:: Collected data ::
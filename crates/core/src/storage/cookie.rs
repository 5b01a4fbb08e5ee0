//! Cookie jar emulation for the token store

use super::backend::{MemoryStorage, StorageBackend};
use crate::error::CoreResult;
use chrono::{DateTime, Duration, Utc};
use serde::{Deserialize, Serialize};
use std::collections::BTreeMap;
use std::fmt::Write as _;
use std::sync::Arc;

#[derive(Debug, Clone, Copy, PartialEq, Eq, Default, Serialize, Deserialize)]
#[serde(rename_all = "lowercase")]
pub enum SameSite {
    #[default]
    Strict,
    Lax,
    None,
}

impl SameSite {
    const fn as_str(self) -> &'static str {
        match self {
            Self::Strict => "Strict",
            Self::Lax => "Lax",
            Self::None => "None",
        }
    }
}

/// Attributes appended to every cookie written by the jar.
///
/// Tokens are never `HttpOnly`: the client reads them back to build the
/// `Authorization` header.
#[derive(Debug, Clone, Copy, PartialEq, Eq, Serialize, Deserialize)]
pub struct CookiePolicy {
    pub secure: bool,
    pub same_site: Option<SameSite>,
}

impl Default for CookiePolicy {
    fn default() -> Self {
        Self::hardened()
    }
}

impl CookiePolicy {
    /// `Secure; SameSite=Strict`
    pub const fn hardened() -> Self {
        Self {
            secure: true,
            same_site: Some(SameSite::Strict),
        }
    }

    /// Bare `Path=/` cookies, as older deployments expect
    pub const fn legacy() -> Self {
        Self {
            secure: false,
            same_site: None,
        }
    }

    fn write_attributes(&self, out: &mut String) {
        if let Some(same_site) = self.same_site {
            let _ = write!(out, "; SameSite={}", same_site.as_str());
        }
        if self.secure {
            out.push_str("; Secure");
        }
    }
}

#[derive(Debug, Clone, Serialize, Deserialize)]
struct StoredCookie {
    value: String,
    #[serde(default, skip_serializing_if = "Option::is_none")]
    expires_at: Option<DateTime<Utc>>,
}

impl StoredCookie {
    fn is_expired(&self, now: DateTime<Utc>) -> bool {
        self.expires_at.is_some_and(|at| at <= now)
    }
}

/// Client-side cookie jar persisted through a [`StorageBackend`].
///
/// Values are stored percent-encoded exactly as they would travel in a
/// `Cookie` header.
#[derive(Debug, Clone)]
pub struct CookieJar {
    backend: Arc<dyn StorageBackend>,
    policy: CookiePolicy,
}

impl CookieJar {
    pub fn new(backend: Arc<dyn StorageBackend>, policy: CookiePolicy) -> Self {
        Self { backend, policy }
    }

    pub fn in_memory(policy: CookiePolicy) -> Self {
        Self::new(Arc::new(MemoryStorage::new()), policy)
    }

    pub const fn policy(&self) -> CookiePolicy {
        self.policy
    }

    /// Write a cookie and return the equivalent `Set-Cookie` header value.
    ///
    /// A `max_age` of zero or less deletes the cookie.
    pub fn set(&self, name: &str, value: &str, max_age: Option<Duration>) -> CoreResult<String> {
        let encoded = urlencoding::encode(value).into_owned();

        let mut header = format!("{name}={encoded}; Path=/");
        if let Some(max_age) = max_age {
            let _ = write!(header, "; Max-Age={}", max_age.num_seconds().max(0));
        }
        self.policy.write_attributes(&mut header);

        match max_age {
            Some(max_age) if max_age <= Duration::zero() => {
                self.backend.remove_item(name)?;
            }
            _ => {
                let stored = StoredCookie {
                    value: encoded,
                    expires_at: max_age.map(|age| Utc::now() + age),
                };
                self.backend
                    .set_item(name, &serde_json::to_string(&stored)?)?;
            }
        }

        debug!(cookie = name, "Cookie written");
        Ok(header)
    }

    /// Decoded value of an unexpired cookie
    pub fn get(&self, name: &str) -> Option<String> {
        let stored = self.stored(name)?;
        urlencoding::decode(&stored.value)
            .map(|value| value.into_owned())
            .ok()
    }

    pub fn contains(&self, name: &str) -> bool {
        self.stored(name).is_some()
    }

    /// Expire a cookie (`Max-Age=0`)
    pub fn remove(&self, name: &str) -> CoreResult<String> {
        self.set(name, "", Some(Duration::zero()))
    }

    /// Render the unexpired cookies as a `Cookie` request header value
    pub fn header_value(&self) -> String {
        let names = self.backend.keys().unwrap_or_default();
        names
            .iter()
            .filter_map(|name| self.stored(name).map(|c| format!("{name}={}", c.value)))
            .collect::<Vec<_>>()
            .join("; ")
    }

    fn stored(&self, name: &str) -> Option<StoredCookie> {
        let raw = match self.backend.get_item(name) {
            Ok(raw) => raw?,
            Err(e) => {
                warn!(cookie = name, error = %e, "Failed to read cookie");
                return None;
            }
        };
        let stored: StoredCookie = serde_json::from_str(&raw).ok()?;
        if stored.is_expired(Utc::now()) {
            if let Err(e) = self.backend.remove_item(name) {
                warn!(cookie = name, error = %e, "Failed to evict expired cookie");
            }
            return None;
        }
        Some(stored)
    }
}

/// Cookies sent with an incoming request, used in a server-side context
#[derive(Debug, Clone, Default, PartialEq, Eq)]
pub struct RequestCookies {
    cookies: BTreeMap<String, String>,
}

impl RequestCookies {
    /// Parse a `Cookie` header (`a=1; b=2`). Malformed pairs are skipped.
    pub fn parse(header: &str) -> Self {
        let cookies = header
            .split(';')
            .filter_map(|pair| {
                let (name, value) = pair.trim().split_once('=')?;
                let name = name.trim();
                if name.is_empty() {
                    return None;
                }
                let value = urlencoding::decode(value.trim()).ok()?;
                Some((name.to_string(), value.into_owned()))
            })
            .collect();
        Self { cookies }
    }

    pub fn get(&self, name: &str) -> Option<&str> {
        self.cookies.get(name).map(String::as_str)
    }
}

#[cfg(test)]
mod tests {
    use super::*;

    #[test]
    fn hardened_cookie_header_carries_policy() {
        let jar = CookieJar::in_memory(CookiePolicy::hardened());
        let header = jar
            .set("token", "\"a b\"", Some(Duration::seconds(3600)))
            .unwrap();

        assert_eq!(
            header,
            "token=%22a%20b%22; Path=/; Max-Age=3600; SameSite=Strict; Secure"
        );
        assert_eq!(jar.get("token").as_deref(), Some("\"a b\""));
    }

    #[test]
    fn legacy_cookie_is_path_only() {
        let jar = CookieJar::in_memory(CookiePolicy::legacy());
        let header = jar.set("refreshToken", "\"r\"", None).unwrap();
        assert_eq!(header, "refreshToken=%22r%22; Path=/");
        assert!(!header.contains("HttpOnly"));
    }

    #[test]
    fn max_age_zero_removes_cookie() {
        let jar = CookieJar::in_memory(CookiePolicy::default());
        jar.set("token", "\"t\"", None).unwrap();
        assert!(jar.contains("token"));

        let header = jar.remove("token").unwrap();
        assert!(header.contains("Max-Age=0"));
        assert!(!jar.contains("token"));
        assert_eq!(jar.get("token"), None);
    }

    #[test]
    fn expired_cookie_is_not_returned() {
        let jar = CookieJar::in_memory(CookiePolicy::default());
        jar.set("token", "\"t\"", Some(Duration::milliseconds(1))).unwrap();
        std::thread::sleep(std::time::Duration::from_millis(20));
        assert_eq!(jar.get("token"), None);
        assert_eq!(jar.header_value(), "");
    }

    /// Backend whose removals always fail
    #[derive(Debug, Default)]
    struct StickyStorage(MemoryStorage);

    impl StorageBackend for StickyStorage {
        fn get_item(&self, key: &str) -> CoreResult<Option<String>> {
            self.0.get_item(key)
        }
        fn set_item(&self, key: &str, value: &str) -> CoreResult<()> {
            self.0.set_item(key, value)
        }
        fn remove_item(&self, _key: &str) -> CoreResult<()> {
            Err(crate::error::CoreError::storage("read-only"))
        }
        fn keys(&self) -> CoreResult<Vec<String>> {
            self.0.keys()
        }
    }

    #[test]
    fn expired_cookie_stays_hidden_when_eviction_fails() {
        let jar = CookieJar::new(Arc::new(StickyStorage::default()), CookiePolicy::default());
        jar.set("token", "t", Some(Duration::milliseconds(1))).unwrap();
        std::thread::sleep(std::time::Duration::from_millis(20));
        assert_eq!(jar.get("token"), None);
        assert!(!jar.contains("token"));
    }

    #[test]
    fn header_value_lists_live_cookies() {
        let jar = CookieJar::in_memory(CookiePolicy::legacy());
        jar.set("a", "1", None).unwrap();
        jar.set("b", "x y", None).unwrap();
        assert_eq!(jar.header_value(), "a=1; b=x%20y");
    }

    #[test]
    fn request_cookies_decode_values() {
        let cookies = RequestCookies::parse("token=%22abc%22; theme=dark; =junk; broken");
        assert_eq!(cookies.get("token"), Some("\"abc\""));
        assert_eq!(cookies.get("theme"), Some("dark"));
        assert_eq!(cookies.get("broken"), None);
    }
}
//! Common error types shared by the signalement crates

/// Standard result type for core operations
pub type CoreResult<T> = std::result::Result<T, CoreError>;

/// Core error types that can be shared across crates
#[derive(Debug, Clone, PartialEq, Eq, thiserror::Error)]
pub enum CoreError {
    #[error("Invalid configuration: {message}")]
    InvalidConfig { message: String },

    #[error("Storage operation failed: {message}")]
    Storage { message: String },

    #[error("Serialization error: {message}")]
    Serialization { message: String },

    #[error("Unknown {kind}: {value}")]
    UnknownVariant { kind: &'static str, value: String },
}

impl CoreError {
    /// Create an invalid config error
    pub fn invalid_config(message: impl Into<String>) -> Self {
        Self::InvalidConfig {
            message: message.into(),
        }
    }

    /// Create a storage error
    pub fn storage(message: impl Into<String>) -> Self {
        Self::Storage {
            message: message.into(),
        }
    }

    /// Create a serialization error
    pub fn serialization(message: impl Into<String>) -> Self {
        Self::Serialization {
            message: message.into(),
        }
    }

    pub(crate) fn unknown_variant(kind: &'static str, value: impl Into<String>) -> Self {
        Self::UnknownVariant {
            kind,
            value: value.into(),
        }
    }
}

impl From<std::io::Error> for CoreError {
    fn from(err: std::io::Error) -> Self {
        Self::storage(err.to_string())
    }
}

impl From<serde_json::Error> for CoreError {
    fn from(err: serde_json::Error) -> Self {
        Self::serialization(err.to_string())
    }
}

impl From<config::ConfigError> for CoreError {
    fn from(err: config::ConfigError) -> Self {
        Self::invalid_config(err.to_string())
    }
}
--
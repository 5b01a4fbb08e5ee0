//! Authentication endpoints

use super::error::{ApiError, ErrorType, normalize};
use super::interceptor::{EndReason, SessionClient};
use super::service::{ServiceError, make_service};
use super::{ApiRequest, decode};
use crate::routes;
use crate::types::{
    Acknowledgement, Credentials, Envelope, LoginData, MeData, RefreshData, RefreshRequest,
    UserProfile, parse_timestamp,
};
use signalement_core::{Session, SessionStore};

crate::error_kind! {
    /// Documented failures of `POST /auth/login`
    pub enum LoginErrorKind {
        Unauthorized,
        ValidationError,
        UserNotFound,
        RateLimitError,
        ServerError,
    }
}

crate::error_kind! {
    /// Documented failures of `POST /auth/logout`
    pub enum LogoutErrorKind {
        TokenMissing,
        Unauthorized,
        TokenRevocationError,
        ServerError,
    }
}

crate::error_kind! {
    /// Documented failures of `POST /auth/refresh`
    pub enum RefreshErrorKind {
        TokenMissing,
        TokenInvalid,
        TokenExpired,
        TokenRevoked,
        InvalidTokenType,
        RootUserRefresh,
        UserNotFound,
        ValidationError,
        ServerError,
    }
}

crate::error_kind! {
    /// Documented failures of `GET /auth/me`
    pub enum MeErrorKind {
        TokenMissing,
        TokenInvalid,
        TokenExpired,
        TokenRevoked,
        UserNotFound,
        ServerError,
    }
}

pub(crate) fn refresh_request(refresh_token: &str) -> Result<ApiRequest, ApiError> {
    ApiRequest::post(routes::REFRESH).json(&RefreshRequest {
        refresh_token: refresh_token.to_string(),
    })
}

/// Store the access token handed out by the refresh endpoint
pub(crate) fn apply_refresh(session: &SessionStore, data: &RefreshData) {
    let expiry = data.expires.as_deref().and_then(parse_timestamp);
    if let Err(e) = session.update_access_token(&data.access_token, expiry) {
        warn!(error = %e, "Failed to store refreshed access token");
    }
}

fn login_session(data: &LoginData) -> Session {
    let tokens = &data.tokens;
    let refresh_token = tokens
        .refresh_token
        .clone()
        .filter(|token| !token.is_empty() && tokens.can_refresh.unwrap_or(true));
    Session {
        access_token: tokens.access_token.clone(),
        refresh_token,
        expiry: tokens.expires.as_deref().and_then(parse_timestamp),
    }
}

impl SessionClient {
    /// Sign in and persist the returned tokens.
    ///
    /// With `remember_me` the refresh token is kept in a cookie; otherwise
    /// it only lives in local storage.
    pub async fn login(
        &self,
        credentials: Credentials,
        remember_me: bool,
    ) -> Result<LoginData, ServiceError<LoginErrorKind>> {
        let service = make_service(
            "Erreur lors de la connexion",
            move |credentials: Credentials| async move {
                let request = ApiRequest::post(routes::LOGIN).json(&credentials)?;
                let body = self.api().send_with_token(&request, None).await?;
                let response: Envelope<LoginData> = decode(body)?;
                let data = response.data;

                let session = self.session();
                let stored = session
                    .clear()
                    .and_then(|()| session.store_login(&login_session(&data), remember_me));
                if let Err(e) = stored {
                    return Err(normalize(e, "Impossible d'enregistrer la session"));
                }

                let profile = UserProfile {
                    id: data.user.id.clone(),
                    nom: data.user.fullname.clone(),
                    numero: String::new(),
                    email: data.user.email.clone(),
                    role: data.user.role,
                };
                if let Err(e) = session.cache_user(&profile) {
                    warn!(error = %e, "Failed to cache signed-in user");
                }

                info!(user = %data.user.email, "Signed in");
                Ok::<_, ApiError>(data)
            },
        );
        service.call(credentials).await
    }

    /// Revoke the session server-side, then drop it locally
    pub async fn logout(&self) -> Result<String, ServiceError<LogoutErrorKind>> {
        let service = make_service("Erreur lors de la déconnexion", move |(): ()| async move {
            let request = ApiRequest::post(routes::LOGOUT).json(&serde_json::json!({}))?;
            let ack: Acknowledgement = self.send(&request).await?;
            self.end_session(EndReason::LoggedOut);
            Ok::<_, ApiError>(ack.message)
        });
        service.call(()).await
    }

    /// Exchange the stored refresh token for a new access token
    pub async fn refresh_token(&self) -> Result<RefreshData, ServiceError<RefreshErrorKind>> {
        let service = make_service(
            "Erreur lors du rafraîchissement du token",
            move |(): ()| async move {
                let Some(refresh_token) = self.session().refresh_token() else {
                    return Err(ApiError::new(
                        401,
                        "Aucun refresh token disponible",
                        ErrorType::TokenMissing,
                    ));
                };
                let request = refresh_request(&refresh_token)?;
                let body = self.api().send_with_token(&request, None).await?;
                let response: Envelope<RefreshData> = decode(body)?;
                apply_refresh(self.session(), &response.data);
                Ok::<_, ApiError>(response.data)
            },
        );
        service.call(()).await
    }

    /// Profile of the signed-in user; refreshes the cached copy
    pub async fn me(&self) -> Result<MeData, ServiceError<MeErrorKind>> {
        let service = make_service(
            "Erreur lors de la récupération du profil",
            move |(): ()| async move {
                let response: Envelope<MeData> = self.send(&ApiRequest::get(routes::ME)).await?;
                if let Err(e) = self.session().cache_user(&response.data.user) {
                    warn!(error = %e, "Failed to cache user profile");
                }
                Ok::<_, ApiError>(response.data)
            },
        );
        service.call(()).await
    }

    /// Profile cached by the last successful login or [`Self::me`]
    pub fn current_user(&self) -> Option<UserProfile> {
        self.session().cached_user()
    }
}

:: What to produce ::
Return every line above in which the string "milliseconds" occurs.

:: Answer below ::
        jar.set("token", "\"t\"", Some(Duration::milliseconds(1))).unwrap();
        jar.set("token", "t", Some(Duration::milliseconds(1))).unwrap();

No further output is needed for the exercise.